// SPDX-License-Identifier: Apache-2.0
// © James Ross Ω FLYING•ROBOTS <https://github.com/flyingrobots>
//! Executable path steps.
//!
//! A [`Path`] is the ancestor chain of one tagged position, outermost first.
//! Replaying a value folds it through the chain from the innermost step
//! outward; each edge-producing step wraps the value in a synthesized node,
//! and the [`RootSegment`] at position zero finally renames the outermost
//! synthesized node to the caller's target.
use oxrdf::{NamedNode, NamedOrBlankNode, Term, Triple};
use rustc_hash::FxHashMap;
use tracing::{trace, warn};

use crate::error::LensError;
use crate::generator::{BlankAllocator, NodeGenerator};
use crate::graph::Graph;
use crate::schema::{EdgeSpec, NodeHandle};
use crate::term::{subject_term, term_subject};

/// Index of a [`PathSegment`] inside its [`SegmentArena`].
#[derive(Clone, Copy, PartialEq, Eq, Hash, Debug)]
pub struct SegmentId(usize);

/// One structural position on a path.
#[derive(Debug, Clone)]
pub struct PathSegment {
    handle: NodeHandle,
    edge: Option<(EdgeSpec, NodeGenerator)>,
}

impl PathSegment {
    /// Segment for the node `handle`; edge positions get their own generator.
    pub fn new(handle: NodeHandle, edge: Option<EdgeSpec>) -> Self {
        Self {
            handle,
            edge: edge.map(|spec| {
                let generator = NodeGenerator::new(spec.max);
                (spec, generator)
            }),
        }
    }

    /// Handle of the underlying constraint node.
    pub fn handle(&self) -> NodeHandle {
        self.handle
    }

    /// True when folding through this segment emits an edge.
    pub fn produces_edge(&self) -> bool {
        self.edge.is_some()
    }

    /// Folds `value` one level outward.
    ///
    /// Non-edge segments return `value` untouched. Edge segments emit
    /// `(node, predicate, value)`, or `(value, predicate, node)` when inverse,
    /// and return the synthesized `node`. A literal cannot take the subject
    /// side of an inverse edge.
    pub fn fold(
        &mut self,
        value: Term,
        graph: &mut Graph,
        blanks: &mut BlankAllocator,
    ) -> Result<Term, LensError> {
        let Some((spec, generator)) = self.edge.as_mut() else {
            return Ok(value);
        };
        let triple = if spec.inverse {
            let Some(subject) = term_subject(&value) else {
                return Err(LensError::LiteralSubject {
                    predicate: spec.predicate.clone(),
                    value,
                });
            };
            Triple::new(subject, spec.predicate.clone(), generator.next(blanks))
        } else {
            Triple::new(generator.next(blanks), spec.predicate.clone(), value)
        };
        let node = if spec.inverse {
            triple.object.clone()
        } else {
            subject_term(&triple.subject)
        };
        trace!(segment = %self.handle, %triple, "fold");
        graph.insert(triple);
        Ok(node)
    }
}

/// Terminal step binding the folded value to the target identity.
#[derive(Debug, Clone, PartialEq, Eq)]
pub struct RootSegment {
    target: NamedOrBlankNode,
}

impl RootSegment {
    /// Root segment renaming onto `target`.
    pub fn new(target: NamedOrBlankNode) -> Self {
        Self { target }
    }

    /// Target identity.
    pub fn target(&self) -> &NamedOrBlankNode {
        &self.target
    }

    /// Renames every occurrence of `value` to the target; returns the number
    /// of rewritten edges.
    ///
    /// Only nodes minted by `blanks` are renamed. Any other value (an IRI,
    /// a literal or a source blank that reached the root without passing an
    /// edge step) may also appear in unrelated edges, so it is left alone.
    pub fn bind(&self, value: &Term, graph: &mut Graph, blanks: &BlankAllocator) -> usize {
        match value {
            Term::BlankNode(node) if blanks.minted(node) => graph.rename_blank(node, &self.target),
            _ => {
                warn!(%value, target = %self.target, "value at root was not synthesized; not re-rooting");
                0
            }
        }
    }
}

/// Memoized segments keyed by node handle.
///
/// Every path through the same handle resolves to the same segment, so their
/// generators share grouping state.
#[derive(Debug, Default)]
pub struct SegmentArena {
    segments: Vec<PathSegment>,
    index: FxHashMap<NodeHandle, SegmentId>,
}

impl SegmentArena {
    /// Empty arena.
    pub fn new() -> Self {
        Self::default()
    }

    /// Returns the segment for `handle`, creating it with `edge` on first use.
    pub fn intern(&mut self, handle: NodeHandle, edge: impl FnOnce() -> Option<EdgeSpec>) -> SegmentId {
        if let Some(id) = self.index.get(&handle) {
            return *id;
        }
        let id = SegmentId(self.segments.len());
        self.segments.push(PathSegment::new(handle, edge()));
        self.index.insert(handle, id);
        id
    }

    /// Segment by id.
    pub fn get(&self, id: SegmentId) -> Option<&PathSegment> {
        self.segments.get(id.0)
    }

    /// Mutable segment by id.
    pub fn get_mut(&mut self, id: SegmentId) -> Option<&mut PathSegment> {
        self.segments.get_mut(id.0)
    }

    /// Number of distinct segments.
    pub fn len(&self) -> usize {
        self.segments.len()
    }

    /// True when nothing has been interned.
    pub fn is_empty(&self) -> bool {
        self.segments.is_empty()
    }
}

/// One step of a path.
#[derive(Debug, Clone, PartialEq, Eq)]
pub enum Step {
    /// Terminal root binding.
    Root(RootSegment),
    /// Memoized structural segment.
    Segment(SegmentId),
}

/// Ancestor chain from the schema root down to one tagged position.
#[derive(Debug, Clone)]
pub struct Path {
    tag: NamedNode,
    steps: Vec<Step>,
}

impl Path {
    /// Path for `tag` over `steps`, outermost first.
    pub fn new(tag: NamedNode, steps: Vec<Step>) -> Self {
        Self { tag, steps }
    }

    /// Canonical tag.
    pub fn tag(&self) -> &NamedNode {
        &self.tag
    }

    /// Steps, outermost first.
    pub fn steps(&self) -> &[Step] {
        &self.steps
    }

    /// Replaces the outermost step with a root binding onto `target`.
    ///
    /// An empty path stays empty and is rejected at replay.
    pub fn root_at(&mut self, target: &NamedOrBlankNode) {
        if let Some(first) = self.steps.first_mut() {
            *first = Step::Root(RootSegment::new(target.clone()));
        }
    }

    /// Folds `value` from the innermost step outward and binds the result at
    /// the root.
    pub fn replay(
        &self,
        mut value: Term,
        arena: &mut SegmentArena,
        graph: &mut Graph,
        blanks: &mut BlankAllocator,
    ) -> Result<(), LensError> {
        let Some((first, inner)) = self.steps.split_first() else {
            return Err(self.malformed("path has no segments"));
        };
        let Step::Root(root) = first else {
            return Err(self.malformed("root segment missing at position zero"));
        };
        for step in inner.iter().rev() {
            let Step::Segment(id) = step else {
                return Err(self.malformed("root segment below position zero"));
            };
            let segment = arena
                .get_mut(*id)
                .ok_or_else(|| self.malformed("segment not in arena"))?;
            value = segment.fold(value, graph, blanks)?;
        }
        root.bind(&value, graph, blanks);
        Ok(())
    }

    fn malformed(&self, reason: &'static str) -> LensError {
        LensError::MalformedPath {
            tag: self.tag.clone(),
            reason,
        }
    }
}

◇ ◇ ◇ ◇ ◇

**TASK BRIEF:**
Run a filter over the data above and keep each line that contains the word "from".

**ANSWER BELOW:**
//! Replaying a value folds it through the chain from the innermost step
/// Ancestor chain from the schema root down to one tagged position.
    /// Folds `value` from the innermost step outward and binds the result at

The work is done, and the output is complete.